Considering the way decades of financial services “suddenly” came into focus this past week, a crucial question to ask in the interest of the thriving of your local financial institution is: “How long can digital assets, Bitcoin, CBDCs and related topics remain outside the strategic plan and leadership vocabulary of my financial institution if they’ve become part of the mainline vocab of politics?” If past presidents and presidential hopefuls intentionally address “the nation’s 50 million crypto users,” in pursuit of relevance for their campaigns, it’s safe to assume there’s little risk and it’s well overdue for your local financial cooperative to embrace education, awareness, and promote financial literacy around these recent legislative events and other important technological, economic, political, and social realities represented in these current moments of monetary revolution and innovation.

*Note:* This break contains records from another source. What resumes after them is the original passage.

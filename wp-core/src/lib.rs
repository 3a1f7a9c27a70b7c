pub mod command_stream;
pub mod error;
pub mod file_system;
pub mod output_macros;
pub mod secrets;
pub mod validation;

// Re-exported for the output macros
pub use colored;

P.S. This article focused a great deal on recent relevant events at the federal legislation and representative level in D.C., but we mustn’t overlook arguably more important events in our Republic of States, such as Oklahoma’s recent passage of Bitcoin right’s legislation, protecting the sovereign rights of local individuals and communities to self-custody digital wealth. In many ways, this is clearer writing on the wall for local institutions than any of the above analysis or reporting.

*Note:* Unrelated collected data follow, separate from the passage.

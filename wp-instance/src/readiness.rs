use std::thread;

use tracing::{debug, warn};
use wp_config::ReadinessPolicy;
use wp_core::error::{Result, WpError};
use wp_provider::ContainerEngine;

use crate::mysql::ping_command;

/// Poll `mysqladmin ping` until MySQL in `container` answers.
pub fn wait_for_mysql<E: ContainerEngine>(
    engine: &E,
    container: &str,
    policy: ReadinessPolicy,
) -> Result<()> {
    let ping = ping_command();

    let mut last_error = None;
    for attempt in 1..=policy.attempts {
        match engine.exec_capture(container, &ping) {
            Ok(_) => {
                debug!("MySQL in {} ready after {} attempt(s)", container, attempt);
                return Ok(());
            }
            Err(e) => {
                debug!("MySQL in {} not ready (attempt {}): {}", container, attempt, e);
                last_error = Some(e);
            }
        }
        if attempt < policy.attempts {
            thread::sleep(policy.interval);
        }
    }

    match last_error {
        Some(e) => Err(WpError::Timeout(format!(
            "MySQL in {} did not become ready after {} attempts: {}",
            container, policy.attempts, e
        ))),
        None => {
            warn!("MySQL readiness wait disabled, continuing with {}", container);
            Ok(())
        }
    }
}

#[cfg(test)]
mod tests {
    use super::*;
    use std::time::Duration;
    use wp_provider::mock::MockEngine;
    use wp_provider::ComposeStack;

    fn policy() -> ReadinessPolicy {
        ReadinessPolicy {
            attempts: 3,
            interval: Duration::ZERO,
        }
    }

    #[test]
    fn test_ready_when_running() {
        let engine = MockEngine::new();
        let stack = ComposeStack::new("wp-alpha", "/nowhere/docker-compose.yml").with_service("mysql");
        engine.compose_up(&stack, &[]).unwrap();
        assert!(wait_for_mysql(&engine, "wp-alpha-mysql", policy()).is_ok());
    }

    #[test]
    fn test_times_out_when_stopped() {
        let engine = MockEngine::new();
        let err = wait_for_mysql(&engine, "wp-alpha-mysql", policy()).unwrap_err();
        assert!(matches!(err, WpError::Timeout(_)));
        let pings = engine
            .calls()
            .iter()
            .filter(|c| c.starts_with("exec wp-alpha-mysql mysqladmin"))
            .count();
        assert_eq!(pings, 3);
    }
}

On Deadline: Late in the evening on Friday, May 31, President Joseph R. Biden vetoed Congress’ repeal of SAB-121. The action taken by Congress would have allowed regulated financial institutions to own Bitcoin, carry it on their balance sheets, and custody such digital assets for members/customers. Thus, it seems the current administration sees no need for local FIs in a financial world beyond the electronic dollar. Imagine a world where President Clinton had tried to turn off the Internet or ban business use of it. Some emperors know better than others whether they are clothed, and understand how to avoid making embarrassing naked decrees. Anyhow, bureaucrats are going to need more prodding and/or less heeding, if local financial institutions want to remain plugged into the future of money.